• [PROBLEM DETAILS]: Write out again only the lines that run from the start of the entries to the line containing "pub mod api;", both included.

• [GIVEN RECORDS]:
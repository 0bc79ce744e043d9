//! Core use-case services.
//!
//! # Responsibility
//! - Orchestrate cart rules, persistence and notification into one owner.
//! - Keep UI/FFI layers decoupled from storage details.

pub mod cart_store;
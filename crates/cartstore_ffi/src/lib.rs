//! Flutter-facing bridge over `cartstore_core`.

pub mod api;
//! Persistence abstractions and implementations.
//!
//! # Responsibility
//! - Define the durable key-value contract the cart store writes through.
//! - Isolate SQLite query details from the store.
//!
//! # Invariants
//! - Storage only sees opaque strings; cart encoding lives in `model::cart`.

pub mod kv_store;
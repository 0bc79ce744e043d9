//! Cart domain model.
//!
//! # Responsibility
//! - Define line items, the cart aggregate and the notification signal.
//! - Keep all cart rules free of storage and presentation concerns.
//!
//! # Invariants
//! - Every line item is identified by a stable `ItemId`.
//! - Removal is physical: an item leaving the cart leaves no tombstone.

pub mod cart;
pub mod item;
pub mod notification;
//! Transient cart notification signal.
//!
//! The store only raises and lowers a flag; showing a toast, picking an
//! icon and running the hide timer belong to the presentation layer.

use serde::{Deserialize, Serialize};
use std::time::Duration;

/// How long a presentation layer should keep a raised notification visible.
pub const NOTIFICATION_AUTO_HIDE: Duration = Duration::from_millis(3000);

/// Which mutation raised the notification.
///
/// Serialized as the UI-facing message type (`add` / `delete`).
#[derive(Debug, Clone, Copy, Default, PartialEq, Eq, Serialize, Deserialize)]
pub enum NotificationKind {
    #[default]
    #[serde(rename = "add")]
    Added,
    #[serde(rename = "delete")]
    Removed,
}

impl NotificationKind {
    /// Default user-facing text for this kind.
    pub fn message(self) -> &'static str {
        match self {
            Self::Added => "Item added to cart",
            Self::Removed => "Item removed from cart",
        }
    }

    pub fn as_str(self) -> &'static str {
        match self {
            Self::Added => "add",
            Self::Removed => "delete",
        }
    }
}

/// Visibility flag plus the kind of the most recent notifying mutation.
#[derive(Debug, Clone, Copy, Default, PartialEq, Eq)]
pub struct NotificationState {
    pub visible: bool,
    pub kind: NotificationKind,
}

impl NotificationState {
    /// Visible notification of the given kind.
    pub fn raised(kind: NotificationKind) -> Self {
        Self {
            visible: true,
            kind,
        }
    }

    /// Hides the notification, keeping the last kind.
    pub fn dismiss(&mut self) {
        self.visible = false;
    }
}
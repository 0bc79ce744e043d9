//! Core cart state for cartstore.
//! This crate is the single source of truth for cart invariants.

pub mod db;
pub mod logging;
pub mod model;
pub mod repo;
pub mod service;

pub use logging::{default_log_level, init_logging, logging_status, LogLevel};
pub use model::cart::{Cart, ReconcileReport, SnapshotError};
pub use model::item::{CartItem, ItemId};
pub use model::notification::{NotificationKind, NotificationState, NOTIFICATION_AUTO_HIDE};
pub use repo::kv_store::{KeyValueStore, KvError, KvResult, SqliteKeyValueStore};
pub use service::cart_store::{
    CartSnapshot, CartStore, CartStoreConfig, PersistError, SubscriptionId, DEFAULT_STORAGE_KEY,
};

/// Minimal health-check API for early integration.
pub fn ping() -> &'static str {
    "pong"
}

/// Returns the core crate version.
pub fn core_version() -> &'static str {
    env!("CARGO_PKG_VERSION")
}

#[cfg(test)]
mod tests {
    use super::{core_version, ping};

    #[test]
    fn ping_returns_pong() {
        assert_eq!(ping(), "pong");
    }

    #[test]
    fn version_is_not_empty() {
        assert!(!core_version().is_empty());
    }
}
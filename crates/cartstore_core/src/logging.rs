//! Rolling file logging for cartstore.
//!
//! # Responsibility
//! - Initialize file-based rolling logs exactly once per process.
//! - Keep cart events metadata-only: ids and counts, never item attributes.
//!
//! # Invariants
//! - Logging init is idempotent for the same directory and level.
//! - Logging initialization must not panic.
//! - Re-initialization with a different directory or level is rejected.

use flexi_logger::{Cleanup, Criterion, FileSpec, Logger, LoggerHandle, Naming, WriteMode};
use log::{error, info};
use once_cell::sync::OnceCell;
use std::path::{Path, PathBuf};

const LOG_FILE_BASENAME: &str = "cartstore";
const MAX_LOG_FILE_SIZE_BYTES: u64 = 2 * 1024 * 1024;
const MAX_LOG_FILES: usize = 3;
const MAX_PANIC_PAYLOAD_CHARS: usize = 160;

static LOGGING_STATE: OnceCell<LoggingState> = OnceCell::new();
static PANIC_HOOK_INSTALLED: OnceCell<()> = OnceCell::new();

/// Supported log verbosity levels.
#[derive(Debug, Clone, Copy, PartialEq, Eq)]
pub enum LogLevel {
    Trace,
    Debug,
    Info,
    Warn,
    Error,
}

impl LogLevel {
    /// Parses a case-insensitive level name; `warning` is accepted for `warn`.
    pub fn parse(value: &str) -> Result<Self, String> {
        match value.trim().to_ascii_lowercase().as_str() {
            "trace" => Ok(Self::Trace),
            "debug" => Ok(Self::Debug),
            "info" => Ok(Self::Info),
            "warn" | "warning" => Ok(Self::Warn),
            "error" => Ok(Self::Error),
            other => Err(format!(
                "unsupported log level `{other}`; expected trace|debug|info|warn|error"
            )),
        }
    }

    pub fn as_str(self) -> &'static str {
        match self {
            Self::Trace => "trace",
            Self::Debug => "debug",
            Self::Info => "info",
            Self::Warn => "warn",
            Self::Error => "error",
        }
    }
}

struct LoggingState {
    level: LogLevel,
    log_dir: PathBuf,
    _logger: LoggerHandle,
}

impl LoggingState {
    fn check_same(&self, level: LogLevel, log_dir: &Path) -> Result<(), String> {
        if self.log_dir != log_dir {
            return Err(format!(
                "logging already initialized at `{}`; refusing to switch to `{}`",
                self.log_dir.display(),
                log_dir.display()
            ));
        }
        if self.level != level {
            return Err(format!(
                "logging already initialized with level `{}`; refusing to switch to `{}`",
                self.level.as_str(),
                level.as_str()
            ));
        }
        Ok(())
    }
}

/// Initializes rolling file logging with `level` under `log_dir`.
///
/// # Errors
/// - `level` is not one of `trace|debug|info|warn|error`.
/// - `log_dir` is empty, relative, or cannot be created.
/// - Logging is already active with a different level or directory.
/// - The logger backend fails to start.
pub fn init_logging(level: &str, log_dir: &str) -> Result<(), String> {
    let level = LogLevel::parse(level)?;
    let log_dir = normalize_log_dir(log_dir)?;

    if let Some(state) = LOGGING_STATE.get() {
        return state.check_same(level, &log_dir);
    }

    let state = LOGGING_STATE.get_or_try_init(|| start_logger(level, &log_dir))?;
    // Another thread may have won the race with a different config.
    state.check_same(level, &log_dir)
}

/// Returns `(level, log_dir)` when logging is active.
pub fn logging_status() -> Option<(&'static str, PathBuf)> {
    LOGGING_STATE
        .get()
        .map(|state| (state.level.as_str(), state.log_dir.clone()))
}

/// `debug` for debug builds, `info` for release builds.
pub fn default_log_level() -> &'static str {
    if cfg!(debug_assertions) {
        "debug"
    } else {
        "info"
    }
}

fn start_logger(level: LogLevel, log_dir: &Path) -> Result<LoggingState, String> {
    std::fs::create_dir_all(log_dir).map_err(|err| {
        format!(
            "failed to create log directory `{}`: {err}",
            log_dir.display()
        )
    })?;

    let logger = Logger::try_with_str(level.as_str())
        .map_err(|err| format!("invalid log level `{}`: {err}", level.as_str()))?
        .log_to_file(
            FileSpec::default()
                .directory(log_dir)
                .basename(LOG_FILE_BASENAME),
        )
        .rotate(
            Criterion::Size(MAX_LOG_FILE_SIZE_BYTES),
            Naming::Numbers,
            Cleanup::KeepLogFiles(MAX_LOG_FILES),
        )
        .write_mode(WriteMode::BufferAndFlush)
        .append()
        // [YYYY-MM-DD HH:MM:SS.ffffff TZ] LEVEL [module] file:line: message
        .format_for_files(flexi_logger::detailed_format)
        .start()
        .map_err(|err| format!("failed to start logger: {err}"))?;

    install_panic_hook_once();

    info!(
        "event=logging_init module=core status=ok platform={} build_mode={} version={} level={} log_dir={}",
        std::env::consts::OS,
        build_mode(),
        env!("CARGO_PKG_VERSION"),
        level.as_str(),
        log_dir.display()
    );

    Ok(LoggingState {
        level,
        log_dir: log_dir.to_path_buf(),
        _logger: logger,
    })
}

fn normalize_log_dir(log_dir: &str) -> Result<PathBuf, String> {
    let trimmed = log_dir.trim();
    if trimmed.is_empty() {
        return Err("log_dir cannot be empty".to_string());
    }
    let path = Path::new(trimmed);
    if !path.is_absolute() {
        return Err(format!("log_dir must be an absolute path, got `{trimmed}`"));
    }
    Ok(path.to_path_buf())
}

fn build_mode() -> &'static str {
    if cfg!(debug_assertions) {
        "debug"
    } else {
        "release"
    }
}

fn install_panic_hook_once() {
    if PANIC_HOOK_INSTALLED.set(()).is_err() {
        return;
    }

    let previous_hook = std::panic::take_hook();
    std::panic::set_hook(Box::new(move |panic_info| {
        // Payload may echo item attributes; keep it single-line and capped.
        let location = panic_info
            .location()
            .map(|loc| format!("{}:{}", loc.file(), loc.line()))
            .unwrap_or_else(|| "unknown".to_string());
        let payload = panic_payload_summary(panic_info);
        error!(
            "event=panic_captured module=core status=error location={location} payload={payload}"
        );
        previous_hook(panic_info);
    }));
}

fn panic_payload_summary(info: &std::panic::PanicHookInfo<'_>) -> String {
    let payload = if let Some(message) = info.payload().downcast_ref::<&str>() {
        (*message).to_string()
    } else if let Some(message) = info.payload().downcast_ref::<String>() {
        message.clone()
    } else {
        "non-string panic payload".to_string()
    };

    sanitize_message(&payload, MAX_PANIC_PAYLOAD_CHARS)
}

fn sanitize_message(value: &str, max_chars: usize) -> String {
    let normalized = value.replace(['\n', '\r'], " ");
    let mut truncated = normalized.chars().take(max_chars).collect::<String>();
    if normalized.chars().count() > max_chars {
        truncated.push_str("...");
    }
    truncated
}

• [PROBLEM SOLUTION]:
repository 0bc79ce744e043d9
//! Core use-case services.
//!
//! # Responsibility
//! - Orchestrate cart rules, persistence and notification into one owner.
//! - Keep UI/FFI layers decoupled from storage details.

pub mod cart_store;
filename crates/cartstore_ffi/src/lib.rs
//! Flutter-facing bridge over `cartstore_core`.

pub mod api;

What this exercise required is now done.